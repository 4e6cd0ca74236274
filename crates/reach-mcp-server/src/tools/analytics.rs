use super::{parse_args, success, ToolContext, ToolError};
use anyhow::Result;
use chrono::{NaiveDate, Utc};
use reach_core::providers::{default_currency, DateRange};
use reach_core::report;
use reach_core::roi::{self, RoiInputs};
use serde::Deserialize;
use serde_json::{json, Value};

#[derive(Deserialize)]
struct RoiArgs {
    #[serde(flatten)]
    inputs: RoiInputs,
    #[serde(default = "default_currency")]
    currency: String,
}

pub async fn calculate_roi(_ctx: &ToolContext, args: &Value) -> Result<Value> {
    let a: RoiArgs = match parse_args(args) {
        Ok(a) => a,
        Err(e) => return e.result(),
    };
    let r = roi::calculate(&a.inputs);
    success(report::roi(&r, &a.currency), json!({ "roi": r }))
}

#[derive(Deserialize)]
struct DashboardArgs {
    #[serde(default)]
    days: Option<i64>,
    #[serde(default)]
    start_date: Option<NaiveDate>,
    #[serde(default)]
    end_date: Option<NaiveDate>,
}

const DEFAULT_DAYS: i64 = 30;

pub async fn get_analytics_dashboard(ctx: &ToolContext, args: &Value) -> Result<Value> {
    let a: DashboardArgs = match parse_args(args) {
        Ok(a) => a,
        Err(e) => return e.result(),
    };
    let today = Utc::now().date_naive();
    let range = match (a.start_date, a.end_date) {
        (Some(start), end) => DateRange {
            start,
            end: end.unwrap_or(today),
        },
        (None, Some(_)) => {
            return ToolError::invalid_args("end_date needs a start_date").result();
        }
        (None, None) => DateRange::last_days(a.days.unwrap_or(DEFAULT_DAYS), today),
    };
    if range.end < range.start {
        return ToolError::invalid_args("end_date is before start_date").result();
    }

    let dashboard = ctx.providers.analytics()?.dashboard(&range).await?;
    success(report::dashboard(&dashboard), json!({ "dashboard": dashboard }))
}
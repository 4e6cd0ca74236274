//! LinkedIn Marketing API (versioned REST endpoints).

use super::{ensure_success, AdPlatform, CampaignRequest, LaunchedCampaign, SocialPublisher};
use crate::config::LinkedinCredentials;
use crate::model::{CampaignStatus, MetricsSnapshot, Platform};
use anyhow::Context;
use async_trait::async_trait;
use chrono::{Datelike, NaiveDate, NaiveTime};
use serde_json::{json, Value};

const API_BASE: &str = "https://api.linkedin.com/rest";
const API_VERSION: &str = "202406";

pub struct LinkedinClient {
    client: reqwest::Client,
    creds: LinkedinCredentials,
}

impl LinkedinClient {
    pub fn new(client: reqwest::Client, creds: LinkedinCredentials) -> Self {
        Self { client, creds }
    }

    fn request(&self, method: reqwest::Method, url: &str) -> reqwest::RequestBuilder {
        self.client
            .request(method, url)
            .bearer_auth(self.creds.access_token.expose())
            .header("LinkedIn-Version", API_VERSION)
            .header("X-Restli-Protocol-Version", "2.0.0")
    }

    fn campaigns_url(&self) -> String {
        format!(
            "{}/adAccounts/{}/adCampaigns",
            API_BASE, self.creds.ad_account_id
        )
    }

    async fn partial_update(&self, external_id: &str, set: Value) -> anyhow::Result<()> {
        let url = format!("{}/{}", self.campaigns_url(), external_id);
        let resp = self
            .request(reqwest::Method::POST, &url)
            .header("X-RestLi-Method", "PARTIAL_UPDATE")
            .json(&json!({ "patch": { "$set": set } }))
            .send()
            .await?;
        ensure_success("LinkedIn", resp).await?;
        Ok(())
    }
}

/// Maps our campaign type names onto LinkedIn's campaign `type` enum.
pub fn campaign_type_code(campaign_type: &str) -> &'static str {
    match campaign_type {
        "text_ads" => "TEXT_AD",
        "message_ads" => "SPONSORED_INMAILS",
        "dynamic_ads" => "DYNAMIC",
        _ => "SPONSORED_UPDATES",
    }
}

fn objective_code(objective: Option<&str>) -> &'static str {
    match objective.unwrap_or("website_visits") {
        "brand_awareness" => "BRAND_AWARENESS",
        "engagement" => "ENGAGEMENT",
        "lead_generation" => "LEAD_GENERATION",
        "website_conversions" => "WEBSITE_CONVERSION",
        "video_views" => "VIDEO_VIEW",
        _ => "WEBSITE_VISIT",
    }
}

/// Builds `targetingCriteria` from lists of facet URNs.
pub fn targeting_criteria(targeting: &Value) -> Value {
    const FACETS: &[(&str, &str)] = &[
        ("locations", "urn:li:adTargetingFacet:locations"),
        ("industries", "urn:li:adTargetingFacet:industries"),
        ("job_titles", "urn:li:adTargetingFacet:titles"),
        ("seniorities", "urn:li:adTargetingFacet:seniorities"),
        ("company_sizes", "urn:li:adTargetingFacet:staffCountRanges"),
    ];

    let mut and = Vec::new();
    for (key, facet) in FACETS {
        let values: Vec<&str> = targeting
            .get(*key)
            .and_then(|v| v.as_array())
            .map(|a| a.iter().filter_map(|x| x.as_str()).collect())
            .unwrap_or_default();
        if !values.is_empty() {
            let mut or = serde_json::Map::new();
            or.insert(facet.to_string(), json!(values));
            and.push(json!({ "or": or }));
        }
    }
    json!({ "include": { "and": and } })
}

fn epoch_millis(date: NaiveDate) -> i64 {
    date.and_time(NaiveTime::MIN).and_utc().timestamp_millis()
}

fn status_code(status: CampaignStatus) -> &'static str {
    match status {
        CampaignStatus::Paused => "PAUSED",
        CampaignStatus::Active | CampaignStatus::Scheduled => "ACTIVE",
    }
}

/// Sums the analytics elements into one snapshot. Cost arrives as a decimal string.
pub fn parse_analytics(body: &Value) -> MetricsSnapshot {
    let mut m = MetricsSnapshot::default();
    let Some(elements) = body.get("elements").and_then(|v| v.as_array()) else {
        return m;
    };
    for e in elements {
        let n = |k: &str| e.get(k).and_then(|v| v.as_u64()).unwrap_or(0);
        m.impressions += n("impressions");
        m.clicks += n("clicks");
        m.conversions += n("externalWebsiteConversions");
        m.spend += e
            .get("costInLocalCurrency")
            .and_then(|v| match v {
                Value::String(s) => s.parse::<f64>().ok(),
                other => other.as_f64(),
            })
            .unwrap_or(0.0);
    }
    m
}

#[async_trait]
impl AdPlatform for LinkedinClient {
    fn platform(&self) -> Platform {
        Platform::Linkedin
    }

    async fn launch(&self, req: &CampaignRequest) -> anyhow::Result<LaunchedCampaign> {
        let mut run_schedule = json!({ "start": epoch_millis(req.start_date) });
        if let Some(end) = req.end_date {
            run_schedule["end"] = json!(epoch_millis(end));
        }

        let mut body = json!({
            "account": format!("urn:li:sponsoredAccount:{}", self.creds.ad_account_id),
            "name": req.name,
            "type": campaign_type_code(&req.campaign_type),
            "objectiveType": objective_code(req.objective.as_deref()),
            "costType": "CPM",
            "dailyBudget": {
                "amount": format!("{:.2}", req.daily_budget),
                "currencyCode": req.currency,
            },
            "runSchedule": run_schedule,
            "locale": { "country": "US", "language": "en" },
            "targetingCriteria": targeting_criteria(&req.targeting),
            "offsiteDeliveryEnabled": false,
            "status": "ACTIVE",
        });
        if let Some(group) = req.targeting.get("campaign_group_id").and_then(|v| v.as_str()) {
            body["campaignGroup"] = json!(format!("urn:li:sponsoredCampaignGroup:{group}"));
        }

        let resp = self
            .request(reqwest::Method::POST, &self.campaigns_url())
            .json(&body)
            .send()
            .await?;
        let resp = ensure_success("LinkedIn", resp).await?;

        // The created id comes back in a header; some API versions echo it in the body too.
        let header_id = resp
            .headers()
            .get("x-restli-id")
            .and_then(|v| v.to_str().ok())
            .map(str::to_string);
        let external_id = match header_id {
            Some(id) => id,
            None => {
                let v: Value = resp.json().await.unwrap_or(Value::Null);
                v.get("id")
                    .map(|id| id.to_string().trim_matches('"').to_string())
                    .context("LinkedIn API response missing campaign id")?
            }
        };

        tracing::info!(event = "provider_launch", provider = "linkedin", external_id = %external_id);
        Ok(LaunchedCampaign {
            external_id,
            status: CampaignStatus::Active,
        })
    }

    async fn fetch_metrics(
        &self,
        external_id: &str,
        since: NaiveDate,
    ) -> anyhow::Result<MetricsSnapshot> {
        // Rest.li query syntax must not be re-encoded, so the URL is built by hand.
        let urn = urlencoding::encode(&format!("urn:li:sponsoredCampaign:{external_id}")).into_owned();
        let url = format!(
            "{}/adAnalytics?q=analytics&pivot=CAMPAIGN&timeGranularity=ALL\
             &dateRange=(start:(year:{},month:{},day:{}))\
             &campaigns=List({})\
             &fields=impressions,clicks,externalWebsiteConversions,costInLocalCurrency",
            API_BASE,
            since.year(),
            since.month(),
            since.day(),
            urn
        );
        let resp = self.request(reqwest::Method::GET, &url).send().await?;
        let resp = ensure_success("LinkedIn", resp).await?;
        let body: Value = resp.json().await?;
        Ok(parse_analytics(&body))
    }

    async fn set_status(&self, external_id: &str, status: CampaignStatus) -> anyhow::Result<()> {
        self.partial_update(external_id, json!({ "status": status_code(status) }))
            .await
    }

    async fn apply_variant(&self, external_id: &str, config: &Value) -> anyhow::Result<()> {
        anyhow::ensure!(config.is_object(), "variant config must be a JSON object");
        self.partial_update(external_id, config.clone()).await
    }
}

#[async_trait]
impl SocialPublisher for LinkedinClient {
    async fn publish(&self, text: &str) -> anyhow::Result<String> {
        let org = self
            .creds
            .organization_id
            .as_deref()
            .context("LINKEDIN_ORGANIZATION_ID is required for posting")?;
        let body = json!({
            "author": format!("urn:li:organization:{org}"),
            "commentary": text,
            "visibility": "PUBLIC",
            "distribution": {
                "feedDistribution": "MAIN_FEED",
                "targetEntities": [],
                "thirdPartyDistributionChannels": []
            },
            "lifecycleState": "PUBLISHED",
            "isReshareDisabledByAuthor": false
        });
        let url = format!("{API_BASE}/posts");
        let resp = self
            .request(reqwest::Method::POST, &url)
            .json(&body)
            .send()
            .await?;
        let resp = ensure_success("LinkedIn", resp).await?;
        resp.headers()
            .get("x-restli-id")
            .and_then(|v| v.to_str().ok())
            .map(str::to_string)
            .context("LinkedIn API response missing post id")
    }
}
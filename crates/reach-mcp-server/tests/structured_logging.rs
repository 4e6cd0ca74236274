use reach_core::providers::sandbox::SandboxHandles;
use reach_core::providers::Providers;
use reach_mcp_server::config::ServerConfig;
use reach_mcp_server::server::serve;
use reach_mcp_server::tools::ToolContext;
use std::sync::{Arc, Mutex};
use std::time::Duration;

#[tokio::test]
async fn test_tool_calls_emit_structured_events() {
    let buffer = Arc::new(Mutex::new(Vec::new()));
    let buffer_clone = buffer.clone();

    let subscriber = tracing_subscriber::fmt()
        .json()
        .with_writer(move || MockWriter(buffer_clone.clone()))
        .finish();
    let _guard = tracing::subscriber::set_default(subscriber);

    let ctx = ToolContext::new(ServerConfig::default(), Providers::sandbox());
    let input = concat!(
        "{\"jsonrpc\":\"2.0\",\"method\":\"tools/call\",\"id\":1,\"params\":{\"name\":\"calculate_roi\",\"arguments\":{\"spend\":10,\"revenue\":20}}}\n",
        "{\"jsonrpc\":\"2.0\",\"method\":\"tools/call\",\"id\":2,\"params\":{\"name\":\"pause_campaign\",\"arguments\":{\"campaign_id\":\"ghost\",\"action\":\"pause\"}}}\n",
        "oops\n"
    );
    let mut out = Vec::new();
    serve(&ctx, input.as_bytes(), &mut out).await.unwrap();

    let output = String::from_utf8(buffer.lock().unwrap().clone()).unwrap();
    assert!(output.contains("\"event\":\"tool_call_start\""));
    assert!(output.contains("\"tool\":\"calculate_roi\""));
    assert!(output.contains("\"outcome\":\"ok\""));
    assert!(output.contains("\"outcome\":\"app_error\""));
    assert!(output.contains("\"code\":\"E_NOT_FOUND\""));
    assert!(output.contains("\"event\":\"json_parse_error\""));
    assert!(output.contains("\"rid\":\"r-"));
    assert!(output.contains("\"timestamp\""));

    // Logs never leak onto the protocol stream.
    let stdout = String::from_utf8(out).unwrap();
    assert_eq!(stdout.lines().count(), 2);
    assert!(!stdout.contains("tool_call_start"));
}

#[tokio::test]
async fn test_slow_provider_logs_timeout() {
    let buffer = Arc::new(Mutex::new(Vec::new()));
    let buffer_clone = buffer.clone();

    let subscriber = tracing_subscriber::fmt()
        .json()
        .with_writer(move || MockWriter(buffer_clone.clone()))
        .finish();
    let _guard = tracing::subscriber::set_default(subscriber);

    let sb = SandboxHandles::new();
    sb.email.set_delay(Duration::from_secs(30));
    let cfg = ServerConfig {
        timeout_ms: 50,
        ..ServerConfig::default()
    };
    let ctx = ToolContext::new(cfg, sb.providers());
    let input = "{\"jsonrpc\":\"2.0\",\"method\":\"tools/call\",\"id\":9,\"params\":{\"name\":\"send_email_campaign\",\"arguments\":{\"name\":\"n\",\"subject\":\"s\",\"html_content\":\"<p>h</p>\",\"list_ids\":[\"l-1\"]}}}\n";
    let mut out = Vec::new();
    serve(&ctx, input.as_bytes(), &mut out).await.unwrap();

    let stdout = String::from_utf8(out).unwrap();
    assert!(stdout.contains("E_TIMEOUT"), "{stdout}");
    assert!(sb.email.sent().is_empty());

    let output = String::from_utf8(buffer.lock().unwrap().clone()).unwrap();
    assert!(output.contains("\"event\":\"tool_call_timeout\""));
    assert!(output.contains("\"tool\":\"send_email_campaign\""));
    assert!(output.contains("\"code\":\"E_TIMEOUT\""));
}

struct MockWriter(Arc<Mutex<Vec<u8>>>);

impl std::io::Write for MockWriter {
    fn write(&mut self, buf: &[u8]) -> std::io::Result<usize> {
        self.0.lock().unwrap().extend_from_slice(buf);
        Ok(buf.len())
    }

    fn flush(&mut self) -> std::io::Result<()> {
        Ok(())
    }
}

· · · · · · ·

WORK REQUEST:
Copy out each line in the listing that has the word "const".

TASK ANSWER:
const DEFAULT_DAYS: i64 = 30;
const API_BASE: &str = "https://api.linkedin.com/rest";
const API_VERSION: &str = "202406";
    const FACETS: &[(&str, &str)] = &[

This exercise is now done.